* [Material for the task]:

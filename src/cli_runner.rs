//! CLI runner: logging setup and command dispatch for the `relzip` binary.

use std::error::Error;

use tracing_subscriber::EnvFilter;

use crate::cli::{self, Cli, Commands};
use crate::{extract, pack};

/// Environment variable holding an `EnvFilter` directive that overrides `-v`/`-q`.
pub const LOG_ENV: &str = "RELZIP_LOG";

/// Public entry for running CLI logic.
pub fn run_cli_app() -> Result<(), Box<dyn Error>> {
    let cli = cli::run();
    init_logging(&cli);

    match cli.into_command() {
        Commands::Pack(args) => {
            let options = args.pack_options();
            let summary = pack::pack(&options)?;
            println!(
                "{} -> {} ({} files, {} folders, {} skipped, {} bytes)",
                options.root.display(),
                options.output.display(),
                summary.files,
                summary.folders,
                summary.skipped,
                summary.archive_bytes
            );
        }
        Commands::List { archive } => {
            let entries = extract::list_entries(&archive)?;
            println!("Archive Index ({} entries):", entries.len());
            for entry in entries {
                if entry.is_dir {
                    println!("- {}", entry.name);
                } else {
                    println!("- {} ({} bytes, {} stored)", entry.name, entry.size, entry.compressed_size);
                }
            }
        }
        Commands::Extract { archive, output } => {
            let out_dir = match output {
                Some(dir) => dir,
                None => std::env::current_dir()?,
            };
            extract::extract_archive(&archive, &out_dir)?;
        }
        Commands::Verify { archive, source } => {
            let report = extract::verify_archive(&archive, &source.root, &source.scan_options())?;
            for path in &report.missing {
                println!("missing:    {path}");
            }
            for path in &report.unexpected {
                println!("unexpected: {path}");
            }
            for path in &report.modified {
                println!("modified:   {path}");
            }
            if !report.is_clean() {
                return Err(format!(
                    "'{}' does not match '{}'",
                    archive.display(),
                    source.root.display()
                )
                .into());
            }
            println!("{} matches {}", archive.display(), source.root.display());
        }
    }

    Ok(())
}

fn init_logging(cli: &Cli) {
    let default_level = if cli.quiet {
        "error"
    } else {
        match cli.verbose {
            0 => "warn",
            1 => "info",
            2 => "debug",
            _ => "trace",
        }
    };
    let filter = EnvFilter::try_from_env(LOG_ENV).unwrap_or_else(|_| EnvFilter::new(default_level));

    // Logs go to stderr so stdout stays clean for listings.
    let _ = tracing_subscriber::fmt()
        .with_env_filter(filter)
        .with_writer(std::io::stderr)
        .with_target(false)
        .try_init();
}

* [Work to complete]:
Return the full material exactly.

* [Worked solution]:
filename src/cli_runner.rs
//! CLI runner: logging setup and command dispatch for the `relzip` binary.

use std::error::Error;

use tracing_subscriber::EnvFilter;

use crate::cli::{self, Cli, Commands};
use crate::{extract, pack};

/// Environment variable holding an `EnvFilter` directive that overrides `-v`/`-q`.
pub const LOG_ENV: &str = "RELZIP_LOG";

/// Public entry for running CLI logic.
pub fn run_cli_app() -> Result<(), Box<dyn Error>> {
    let cli = cli::run();
    init_logging(&cli);

    match cli.into_command() {
        Commands::Pack(args) => {
            let options = args.pack_options();
            let summary = pack::pack(&options)?;
            println!(
                "{} -> {} ({} files, {} folders, {} skipped, {} bytes)",
                options.root.display(),
                options.output.display(),
                summary.files,
                summary.folders,
                summary.skipped,
                summary.archive_bytes
            );
        }
        Commands::List { archive } => {
            let entries = extract::list_entries(&archive)?;
            println!("Archive Index ({} entries):", entries.len());
            for entry in entries {
                if entry.is_dir {
                    println!("- {}", entry.name);
                } else {
                    println!("- {} ({} bytes, {} stored)", entry.name, entry.size, entry.compressed_size);
                }
            }
        }
        Commands::Extract { archive, output } => {
            let out_dir = match output {
                Some(dir) => dir,
                None => std::env::current_dir()?,
            };
            extract::extract_archive(&archive, &out_dir)?;
        }
        Commands::Verify { archive, source } => {
            let report = extract::verify_archive(&archive, &source.root, &source.scan_options())?;
            for path in &report.missing {
                println!("missing:    {path}");
            }
            for path in &report.unexpected {
                println!("unexpected: {path}");
            }
            for path in &report.modified {
                println!("modified:   {path}");
            }
            if !report.is_clean() {
                return Err(format!(
                    "'{}' does not match '{}'",
                    archive.display(),
                    source.root.display()
                )
                .into());
            }
            println!("{} matches {}", archive.display(), source.root.display());
        }
    }

    Ok(())
}

fn init_logging(cli: &Cli) {
    let default_level = if cli.quiet {
        "error"
    } else {
        match cli.verbose {
            0 => "warn",
            1 => "info",
            2 => "debug",
            _ => "trace",
        }
    };
    let filter = EnvFilter::try_from_env(LOG_ENV).unwrap_or_else(|_| EnvFilter::new(default_level));

    // Logs go to stderr so stdout stays clean for listings.
    let _ = tracing_subscriber::fmt()
        .with_env_filter(filter)
        .with_writer(std::io::stderr)
        .with_target(false)
        .try_init();
}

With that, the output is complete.